11 novembre 2009
Les Monuments qui m'étonnent
Nombreux sont ceux d'entre-vous qui me posent la question : "quel est votre monument préféré ?". Je ne sais pas répondre à une telle question : je les aime tous, chacun pour différentes raisons. Un monument s'apprécie à la lumière de tous ceux qui ont été érigés.
Cependant, certains monuments ont particulièrement attiré mon attention car ils m'étonnent, ils me surprennent par leur singularité par rapport aux autres monuments.

Un monument en forme de pointe, telle une douille de fusil ! Même la capuche de la femme est en pointe...

Le monument est une plaque posée à même l'extérieur du bâtiment, une fenêtre a probablement été condamnée pour cela.

C'est un homme âgé, probablement un père, qui est représenté, alors que ce sont plus souvent des pleureuses...

Les tours d'un chateau cernent la liste des morts...

Un gisant... qui serait presque dans un sarcophage

Toute une famille pleure le soldat, même les enfants, telle une scène dans un cimetière avant l'enfouissement du corps.

Un escalier monumental dans une mairie... le monument est un ajout à l'architecture, que de travaux cela a dû être.

Un poilu, comme dans beaucoup de monument, mais celui-là porte un drapeau qui lui aussi est peint, ce qui me semble être assez rare.

Le célèbre "plus jamais la guerre"... pourquoi si peu de monuments portent une telle inscription fondamentale ?

Au dessus de la porte d'entrée de l'église, les noms des soldats morts, comme si à chaque fois que l'on pénètre dans le lieu, il fallait lire leurs noms pour ne jamais les oublier.

Un gisant, tel un chevalier/seigneur du moyen âge, tel un soldat très connu, comme si tous les noms associés devaient être érigés au même rang que le seigneur.

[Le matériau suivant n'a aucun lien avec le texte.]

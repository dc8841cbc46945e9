//! End-to-end race scenarios through the public API.

use crossbeam_channel::unbounded;
use paddock::actor::{RaceActor, RaceEvent, RacePlan};
use paddock::race::{RaceState, ScriptedSource, SeededSource};
use paddock::{Finish, Horse, Race, RaceRules, TextSurface};
use proptest::prelude::*;

/// Every move draw succeeds for confidence > 0 and no fall draw does.
fn sure_footed() -> Box<ScriptedSource> {
    Box::new(ScriptedSource::new([0.0, 0.5]))
}

fn race(length: u32, horses: &[(char, &str, f64)], source: Box<ScriptedSource>) -> Race<TextSurface> {
    let mut race = Race::with_parts(length, TextSurface::new(), RaceRules::unpaced(), source).unwrap();
    for (i, (symbol, name, confidence)) in horses.iter().enumerate() {
        race.add_horse(Horse::new(*symbol, *name, *confidence), i + 1)
            .unwrap();
    }
    race
}

#[test_log::test]
fn confident_horse_wins_in_exactly_length_ticks() {
    let mut race = race(5, &[('A', "Arrow", 1.0), ('B', "Boulder", 0.0)], sure_footed());
    let outcome = race.start_race().unwrap();

    assert_eq!(outcome.ticks, 5);
    assert_eq!(
        outcome.finish,
        Finish::Winner {
            lane: 1,
            name: "Arrow".to_string(),
            confidence: 1.0,
        }
    );
    assert_eq!(race.state(), RaceState::Finished);

    let expected = "==\n\
                    |     A|Arrow (Current Confidence 1.0)\n\
                    |B     |Boulder (Current Confidence 0.0)\n\
                    |       |\n\
                    ==\n\
                    And the winner is Arrow";
    assert_eq!(race.surface().text(), expected);
}

#[test_log::test]
fn all_zero_confidence_stops_without_a_tick() {
    let mut race = race(5, &[('A', "Idle", 0.0), ('B', "Lazy", 0.0)], sure_footed());
    let outcome = race.start_race().unwrap();

    assert_eq!(outcome.ticks, 0);
    assert_eq!(outcome.finish, Finish::Stalled);
    assert_eq!(outcome.finish.winner_name(), None);
    assert!(race.surface().text().is_empty());
}

#[test_log::test]
fn simultaneous_finish_goes_to_lowest_lane() {
    let mut race = race(
        3,
        &[('A', "Ace", 1.0), ('B', "Bee", 1.0), ('C', "Cob", 1.0)],
        sure_footed(),
    );
    let outcome = race.start_race().unwrap();

    assert_eq!(outcome.ticks, 3);
    assert_eq!(outcome.finish.winner_name(), Some("Ace"));
    let horses = race.into_horses();
    assert!(horses.iter().all(|(_, h)| h.distance_travelled() == 3));
}

#[test_log::test]
fn seeded_races_replay_identically() {
    let run = || {
        let mut race = Race::with_parts(
            12,
            TextSurface::new(),
            RaceRules::unpaced(),
            Box::new(SeededSource::from_seed(99)),
        )
        .unwrap();
        race.add_horse(Horse::new('♘', "Pegasus", 0.7), 1).unwrap();
        race.add_horse(Horse::new('♞', "Nightmare", 0.5), 2).unwrap();
        race.add_horse(Horse::new('♜', "Rook", 0.3), 3).unwrap();
        let outcome = race.start_race().unwrap();
        (outcome, race.surface().text().to_string())
    };

    assert_eq!(run(), run());
}

#[test_log::test]
fn race_thread_streams_the_same_text() {
    let (tx, rx) = unbounded();
    let plan = RacePlan::new(
        5,
        vec![Horse::new('A', "Arrow", 1.0), Horse::new('B', "Boulder", 0.0)],
        RaceRules::unpaced(),
    )
    .with_source(sure_footed());
    RaceActor::spawn(plan, tx).join();

    let mut view = TextSurface::new();
    let mut winner = None;
    for event in rx.try_iter() {
        match event {
            RaceEvent::Surface(update) => view.apply(update),
            RaceEvent::Finished { outcome, horses } => {
                winner = outcome.unwrap().finish.winner_name().map(str::to_string);
                assert_eq!(horses[0].1.confidence(), 1.0);
            }
        }
    }

    assert_eq!(winner.as_deref(), Some("Arrow"));
    let mut direct = race(5, &[('A', "Arrow", 1.0), ('B', "Boulder", 0.0)], sure_footed());
    direct.start_race().unwrap();
    assert_eq!(view.text(), direct.surface().text());
}

proptest! {
    #![proptest_config(ProptestConfig::with_cases(64))]

    #[test]
    fn seeded_races_end_in_a_consistent_state(
        seed in any::<u64>(),
        length in 1u32..12,
        confidences in prop::collection::vec(0.1f64..=1.0, 2..=3),
    ) {
        let mut race = Race::with_parts(
            length,
            TextSurface::new(),
            RaceRules::unpaced(),
            Box::new(SeededSource::from_seed(seed)),
        )
        .unwrap();
        for (i, confidence) in confidences.iter().enumerate() {
            race.add_horse(Horse::new('H', format!("h{i}"), *confidence), i + 1).unwrap();
        }

        let outcome = race.start_race().unwrap();
        let text = race.surface().text().to_string();
        let horses = race.into_horses();
        prop_assert!(horses.iter().all(|(_, h)| h.distance_travelled() <= length));

        match outcome.finish {
            Finish::Winner { lane, name, .. } => {
                let finishers: Vec<usize> = horses
                    .iter()
                    .filter(|(_, h)| h.distance_travelled() == length)
                    .map(|(l, _)| *l)
                    .collect();
                prop_assert_eq!(finishers.first().copied(), Some(lane));
                let announcement = format!("And the winner is {name}");
                prop_assert!(text.ends_with(&announcement));
            }
            Finish::AllFallen => {
                prop_assert!(horses.iter().all(|(_, h)| h.has_fallen()));
            }
            Finish::Stalled => prop_assert!(false, "positive confidence never stalls"),
        }
    }
}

Un soldat avec des traces de balles s'effondre sur le monument !

Une main sort de terre avec la flame du souvenir, une sorte de statue de la liberté amputée.

Au dessus d'une porte d'église un gisant, tel un saint avec les noms de ses camarades...

Un poilu avec un pantalon garance, cela me semble peu courant.

Un Vercingétorix pour représenter tous les morts de ce village.

Un "poilu" représenté nu et sans poil, il est imberbe !

Le maire annonçait les morts... là il s'agit d'une belle femme qui inscrit les noms des morts... est-ce une "mairesse" avant l'heure ou bien la "semeuse" est-elle une femme magnifique ?

Une colonne porte le nom des soldats... n'est-ce pas plus facile de graver des lettres sur une surface plate?

Une femme "soldat", elle porte un casque, pose sur la tête la couronne de lauriers du vainqueur... qu'a-t-elle gagné ?

Une arche avec un coq, un monument qui semble démesuré pour un petit village.

Un marin et un poilu tiennent un bouclier à la gloire de Dieu et de la Patrie sur un monument civil !

L'ange descend du ciel pour accueillir le soldat qui vient de prendre une balle en plein coeur...

S'agit-il d'un père qui revient de la tranchée voir sa fille ?

La Vierge Marie tient dans ses bras le Christ, telle la mère ou l'épouse des soldats dont les noms figurent autour ?

Ce soldat s'apprete à revêtir son masque à gaz, preuve des terribles ravages de la guerre chimique.

Un enfant ose monter à califourchon sur la stèle pour y graver les noms des morts...

Y figure la mention "que maudite soit la guerre" qui semble avoir été écrite par ce garçon dont le père n'est probablement pas revenu de la boue du front.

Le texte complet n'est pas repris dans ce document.